A investigação sobre as mortes do empresário Edgar Silva Pereira, de 60 anos, e de Rossana de Lima e Silva, de 49, em Rorainópolis, passou a incluir o delegado da Polícia Civil Rick Silva e Silva, preso nesta terça-feira (14) durante a segunda fase da Operação Conluio.

As diligências ocorreram em Boa Vista e no município do sul de Roraima, com o cumprimento de oito mandados de busca e apreensão domiciliar e um de prisão temporária ao longo da terça-feira e durante a manhã desta quarta-feira (15).

O casal foi encontrado carbonizado em 18 de dezembro de 2025, dentro de uma caminhonete incendiada na vicinal 31, um dia após desaparecer. Testemunhas relataram que eles saíram de casa, deixaram os filhos e disseram que retornariam em pouco tempo.

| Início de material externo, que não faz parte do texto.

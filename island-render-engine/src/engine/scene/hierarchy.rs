use bevy::prelude::*;

/// Descendants of `root` in depth-first pre-order, excluding `root` itself.
///
/// Pre-order keeps glTF node order, so a node is always visited before the
/// primitive meshes spawned under it.
pub fn depth_first(root: Entity, children: &Query<&Children>) -> Vec<Entity> {
    let mut ordered = Vec::new();
    let mut stack: Vec<Entity> = child_list(root, children).into_iter().rev().collect();
    while let Some(entity) = stack.pop() {
        ordered.push(entity);
        stack.extend(child_list(entity, children).into_iter().rev());
    }
    ordered
}

fn child_list(entity: Entity, children: &Query<&Children>) -> Vec<Entity> {
    children
        .get(entity)
        .map(|list| {
            let slice: &[Entity] = list;
            slice.to_vec()
        })
        .unwrap_or_default()
}

/// Transform of `entity` relative to the world, composed from local transforms up to
/// (and including) `root`.
///
/// Works on freshly spawned scene instances whose `GlobalTransform`s have not been
/// propagated yet.
pub fn world_transform(
    entity: Entity,
    root: Entity,
    parents: &Query<&ChildOf>,
    transforms: &Query<&Transform>,
) -> Transform {
    let mut composed = transforms.get(entity).copied().unwrap_or_default();
    let mut current = entity;
    while current != root {
        let Ok(child_of) = parents.get(current) else {
            break;
        };
        current = child_of.parent();
        let parent = transforms.get(current).copied().unwrap_or_default();
        composed = parent.mul_transform(composed);
    }
    composed
}
use bevy::prelude::*;
use constants::navigation::CameraZone;
use constants::roles::ObjectRole;
use std::collections::HashMap;

/// A loaded sub-scene. Names are unique for the session.
#[derive(Debug, Clone, PartialEq)]
pub struct SceneEntry {
    pub name: String,
    pub root: Entity,
}

/// A classified node together with the mesh entities drawn for it.
#[derive(Debug, Clone, PartialEq)]
pub struct TrackedObject {
    pub entity: Entity,
    pub name: String,
    /// Mesh entities at or below `entity`; each carries an `OriginalMaterial` when its
    /// role snapshots materials.
    pub meshes: Vec<Entity>,
}

/// Everything a sub-scene contributes, published in one step.
#[derive(Debug, Clone)]
pub struct SubSceneContribution {
    pub entry: SceneEntry,
    pub objects: Vec<(ObjectRole, TrackedObject)>,
}

/// Loaded sub-scenes and role-categorised object handles for the session.
///
/// Role lists are append-only while loading. `revision` changes exactly when
/// membership changes so consumers can cache derived data.
#[derive(Resource, Default, Debug)]
pub struct SceneRegistry {
    scenes: Vec<SceneEntry>,
    roles: HashMap<ObjectRole, Vec<TrackedObject>>,
    index: HashMap<Entity, (ObjectRole, usize)>,
    outline_groups: HashMap<CameraZone, Entity>,
    revision: u64,
}

impl SceneRegistry {
    /// Publish a whole sub-scene. Rejected when a scene with that name already exists.
    pub fn publish(&mut self, contribution: SubSceneContribution) -> bool {
        if self.scene(&contribution.entry.name).is_some() {
            return false;
        }
        self.scenes.push(contribution.entry);
        for (role, object) in contribution.objects {
            let list = self.roles.entry(role).or_default();
            self.index.insert(object.entity, (role, list.len()));
            list.push(object);
        }
        self.revision += 1;
        true
    }

    pub fn scenes(&self) -> &[SceneEntry] {
        &self.scenes
    }

    pub fn scene(&self, name: &str) -> Option<&SceneEntry> {
        self.scenes.iter().find(|scene| scene.name == name)
    }

    pub fn objects(&self, role: ObjectRole) -> &[TrackedObject] {
        self.roles.get(&role).map(Vec::as_slice).unwrap_or(&[])
    }

    pub fn object_named(&self, role: ObjectRole, name: &str) -> Option<&TrackedObject> {
        self.objects(role).iter().find(|object| object.name == name)
    }

    /// Role and handle of a tracked node entity.
    pub fn tracked(&self, entity: Entity) -> Option<(ObjectRole, &TrackedObject)> {
        let (role, position) = *self.index.get(&entity)?;
        Some((role, self.roles.get(&role)?.get(position)?))
    }

    pub fn meshes_of(&self, entity: Entity) -> &[Entity] {
        self.tracked(entity)
            .map(|(_, object)| object.meshes.as_slice())
            .unwrap_or(&[])
    }

    pub fn set_outline_group(&mut self, zone: CameraZone, group: Entity) {
        self.outline_groups.insert(zone, group);
        self.revision += 1;
    }

    pub fn outline_groups(&self) -> impl Iterator<Item = (CameraZone, Entity)> + '_ {
        self.outline_groups.iter().map(|(zone, group)| (*zone, *group))
    }

    pub fn revision(&self) -> u64 {
        self.revision
    }

    /// Forget everything; used when the session is re-created.
    pub fn clear(&mut self) {
        self.scenes.clear();
        self.roles.clear();
        self.index.clear();
        self.outline_groups.clear();
        self.revision += 1;
    }
}

#[cfg(test)]
mod tests {
    use super::*;

    fn object(id: u32, name: &str) -> TrackedObject {
        TrackedObject {
            entity: Entity::from_raw(id),
            name: name.to_string(),
            meshes: vec![Entity::from_raw(id + 100)],
        }
    }

    fn contribution(scene: &str, root: u32, objects: Vec<(ObjectRole, TrackedObject)>) -> SubSceneContribution {
        SubSceneContribution {
            entry: SceneEntry {
                name: scene.to_string(),
                root: Entity::from_raw(root),
            },
            objects,
        }
    }

    #[test]
    fn publishes_objects_by_role_in_order() {
        let mut registry = SceneRegistry::default();
        assert!(registry.publish(contribution(
            "nature-scene",
            1,
            vec![
                (ObjectRole::Leaves, object(2, "leaves1")),
                (ObjectRole::Leaves, object(3, "leaves2")),
            ],
        )));

        let names: Vec<_> = registry
            .objects(ObjectRole::Leaves)
            .iter()
            .map(|object| object.name.as_str())
            .collect();
        assert_eq!(names, ["leaves1", "leaves2"]);
        assert!(registry.objects(ObjectRole::TreeContent).is_empty());

        let (role, tracked) = registry.tracked(Entity::from_raw(3)).unwrap();
        assert_eq!(role, ObjectRole::Leaves);
        assert_eq!(tracked.name, "leaves2");
        assert_eq!(registry.meshes_of(Entity::from_raw(3)), [Entity::from_raw(103)]);
    }

    #[test]
    fn duplicate_scene_names_are_rejected_whole() {
        let mut registry = SceneRegistry::default();
        registry.publish(contribution("nature-scene", 1, vec![]));
        let revision = registry.revision();

        let accepted = registry.publish(contribution(
            "nature-scene",
            5,
            vec![(ObjectRole::Leaves, object(6, "leaves1"))],
        ));
        assert!(!accepted);
        assert_eq!(registry.revision(), revision);
        assert!(registry.objects(ObjectRole::Leaves).is_empty());
        assert_eq!(registry.scene("nature-scene").unwrap().root, Entity::from_raw(1));
    }

    #[test]
    fn revision_tracks_membership_only() {
        let mut registry = SceneRegistry::default();
        let before = registry.revision();
        let _ = registry.objects(ObjectRole::Leaves);
        let _ = registry.scene("missing");
        assert_eq!(registry.revision(), before);

        registry.publish(contribution("a", 1, vec![]));
        assert_eq!(registry.revision(), before + 1);

        registry.clear();
        assert!(registry.scenes().is_empty());
        assert!(registry.tracked(Entity::from_raw(2)).is_none());
    }
}
use bevy::asset::LoadState;
use bevy::prelude::*;
use bevy::scene::SceneInstanceReady;

use crate::engine::loading::error::LoadError;
use crate::engine::loading::progress::LoadingProgress;
use crate::engine::loading::session::SceneSession;
use crate::engine::scene::camera_registry::{CameraEntry, CameraRegistry};
use crate::engine::scene::hierarchy::{depth_first, world_transform};

/// Camera description glTF still loading. Its instance is read once and despawned.
#[derive(Component, Debug, Clone)]
pub struct PendingCameraScene {
    pub url: String,
    pub generation: u32,
}

pub fn spawn_camera_scene(
    commands: &mut Commands,
    asset_server: &AssetServer,
    url: &str,
    generation: u32,
) {
    let scene = asset_server.load(GltfAssetLabel::Scene(0).from_asset(url.to_string()));
    commands.spawn((
        Name::new("camera-description"),
        SceneRoot(scene),
        Transform::default(),
        Visibility::Hidden,
        PendingCameraScene {
            url: url.to_string(),
            generation,
        },
    ));
}

pub fn on_camera_scene_ready(trigger: Trigger<SceneInstanceReady>, mut commands: Commands) {
    commands.run_system_cached_with(read_camera_scene, trigger.target());
}

/// Read every camera node in document order into the camera registry.
#[allow(clippy::too_many_arguments)]
pub fn read_camera_scene(
    In(root): In<Entity>,
    pending: Query<&PendingCameraScene>,
    session: Res<SceneSession>,
    children: Query<&Children>,
    parents: Query<&ChildOf>,
    transforms: Query<&Transform>,
    camera_nodes: Query<(&Projection, Option<&Name>)>,
    mut cameras: ResMut<CameraRegistry>,
    mut loading_progress: ResMut<LoadingProgress>,
    mut commands: Commands,
) {
    let Ok(pending) = pending.get(root) else {
        return;
    };
    // The description is only data; its glTF cameras must never render.
    commands.entity(root).despawn();
    if !session.accepts(pending.generation) {
        debug!("Discarding stale camera description {}", pending.url);
        return;
    }

    let entries: Vec<CameraEntry> = depth_first(root, &children)
        .into_iter()
        .filter_map(|node| {
            let (projection, name) = camera_nodes.get(node).ok()?;
            Some((node, projection.clone(), name.map(|name| name.as_str().to_string())))
        })
        .enumerate()
        .map(|(index, (node, projection, name))| CameraEntry {
            name: name.unwrap_or_else(|| format!("Camera {}", index + 1)),
            projection,
            rest: world_transform(node, root, &parents, &transforms),
        })
        .collect();

    if entries.is_empty() {
        let error = LoadError::NoCameras {
            url: pending.url.clone(),
        };
        error!("{}", error);
        loading_progress.record_failure(&error);
        return;
    }

    info!("✓ {} cameras loaded from {}", entries.len(), pending.url);
    loading_progress.record_cameras(entries.len());
    cameras.set_cameras(entries);
}

pub fn detect_failed_camera_scene(
    pending: Query<(Entity, &PendingCameraScene, &SceneRoot)>,
    asset_server: Res<AssetServer>,
    mut loading_progress: ResMut<LoadingProgress>,
    mut commands: Commands,
) {
    for (entity, pending, scene_root) in &pending {
        let Some(LoadState::Failed(err)) = asset_server.get_load_state(scene_root.0.id()) else {
            continue;
        };
        let error = LoadError::Cameras {
            url: pending.url.clone(),
            reason: err.to_string(),
        };
        error!("{}", error);
        loading_progress.record_failure(&error);
        commands.entity(entity).despawn();
    }
}
//! Compiled-in tables shared by the island scene engine.
//!
//! Role classification, default visibility, navigation options, external
//! links and overlay copy all live here so interaction code never carries
//! node-name literals of its own.

/// Overlay copy for tree experience panels and workshop blueprints.
pub mod content;

/// Contact and blueprint link tables.
pub mod links;

/// Camera zones and navigation options.
pub mod navigation;

/// Declarative node-name to role tables consulted once at load time.
pub mod roles;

Segundo a Polícia Civil, Edgar e Rossana operavam um esquema de agiotagem.

As investigações começaram ainda em dezembro na unidade policial de Rorainópolis e foram assumidas no dia 24 pelo delegado João Evangelista, da Delegacia Geral de Homicídios (DGH).

A prisão de Rick Silva foi acompanhada pela Corregedoria-Geral de Polícia Civil (Corregepol), que informou que “instaurará procedimento administrativo cabível para apuração de eventual infração administrativa, assegurando o contraditório e a ampla defesa”.

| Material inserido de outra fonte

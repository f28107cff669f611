/// Asset locations relative to the Bevy asset root.
pub mod path;

/// Tunable interaction and camera values.
pub mod render_settings;
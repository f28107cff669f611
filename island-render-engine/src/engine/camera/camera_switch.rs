use bevy::prelude::*;

use crate::engine::scene::camera_registry::CameraRegistry;

/// The single render camera. Takes over projection and resting transform of
/// the active registry entry.
#[derive(Component, Debug, Default)]
pub struct SceneCamera;

/// The render camera switched to another registry entry.
#[derive(Event, Debug, Clone, Copy, PartialEq, Eq)]
pub struct CameraSwitched {
    pub previous: Option<usize>,
    pub index: usize,
}

/// Index and camera list revision currently shown by the render camera.
#[derive(Resource, Default, Debug)]
pub struct AppliedCamera {
    index: Option<usize>,
    revision: u64,
}

pub fn spawn_scene_camera(mut commands: Commands) {
    commands.spawn((
        Name::new("scene-camera"),
        SceneCamera,
        Camera3d::default(),
        Transform::from_xyz(0.0, 10.0, 20.0).looking_at(Vec3::ZERO, Vec3::Y),
    ));
}

/// Copy the active entry onto the render camera whenever the index changes.
pub fn sync_active_camera(
    registry: Res<CameraRegistry>,
    mut applied: ResMut<AppliedCamera>,
    mut camera: Query<(&mut Transform, &mut Projection), With<SceneCamera>>,
    mut switched: EventWriter<CameraSwitched>,
) {
    let index = registry.active_index();
    if applied.index == Some(index) && applied.revision == registry.revision() {
        return;
    }
    let Some(entry) = registry.active() else {
        return;
    };
    let Ok((mut transform, mut projection)) = camera.single_mut() else {
        return;
    };

    *transform = entry.rest;
    *projection = entry.projection.clone();

    let previous = applied.index;
    applied.index = Some(index);
    applied.revision = registry.revision();

    info!("Camera switched to {} ({})", index, entry.name);
    switched.write(CameraSwitched { previous, index });
}
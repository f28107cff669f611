pub mod assets;
pub mod camera;
pub mod core;
pub mod loading;
pub mod scene;
//! Session scene store: loaded sub-scenes, tracked objects, cameras and selection.
//!
//! Every resource here is owned by the ECS world and mutated through explicit
//! setters; nothing is global.

/// Cameras read from the camera description and the active index.
pub mod camera_registry;

/// Scene-graph traversal helpers for freshly spawned scene instances.
pub mod hierarchy;

/// Zone outline groups built from the island hover meshes, shown on camera-grid hover.
pub mod outlines;

/// Loaded sub-scenes and role-categorised tracked objects.
pub mod registry;

/// Visible tree content and hovered workshop content.
pub mod selection;
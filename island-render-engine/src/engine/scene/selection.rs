use bevy::prelude::*;

/// Which content panel the visitor has opened or is pointing at.
///
/// Written by the tree content toggle and the hover effects, read by overlays,
/// the click router and the RPC bridge.
#[derive(Resource, Default, Debug, Clone, PartialEq, Eq)]
pub struct SelectionState {
    tree_contents_visible: bool,
    current_tree_content: Option<u8>,
    hovered_workshop_content: Option<String>,
}

impl SelectionState {
    pub fn tree_contents_visible(&self) -> bool {
        self.tree_contents_visible
    }

    pub fn current_tree_content(&self) -> Option<u8> {
        self.current_tree_content
    }

    /// Panel slot shown right now, if the tree contents are visible.
    pub fn shown_tree_content(&self) -> Option<u8> {
        self.current_tree_content
            .filter(|_| self.tree_contents_visible)
    }

    pub fn hovered_workshop_content(&self) -> Option<&str> {
        self.hovered_workshop_content.as_deref()
    }

    pub fn show_tree_content(&mut self, slot: u8) {
        self.tree_contents_visible = true;
        self.current_tree_content = Some(slot);
    }

    pub fn clear_tree_content(&mut self) {
        self.tree_contents_visible = false;
        self.current_tree_content = None;
    }

    pub fn set_hovered_workshop_content(&mut self, id: Option<String>) {
        self.hovered_workshop_content = id;
    }
}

De acordo com João Evangelista, o avanço da apuração revelou novos envolvidos.

“Essa etapa da apuração alcançou condutas relacionadas a servidores públicos, mas também identificou outras pessoas relacionadas ao fato sob investigação”, afirmou.

Ele disse ainda que o trabalho segue em andamento.

“As investigações seguem, com atuação integrada entre as instituições, visando ao completo esclarecimento dos fatos e à identificação de todos os envolvidos.”

Até o momento, já foram expedidos 25 mandados de busca e apreensão.

A Justiça autorizou medidas contra pelo menos sete pessoas, incluindo um advogado, diante de indícios de lavagem de dinheiro por meio de contratos fictícios de honorários advocatícios e transferências suspeitas de bens feitas pouco antes do crime.

Laudos apontam que os corpos foram carbonizados após as mortes.

A polícia não divulgou detalhes sobre a participação do delegado ou de outros investigados por causa do sigilo das investigações.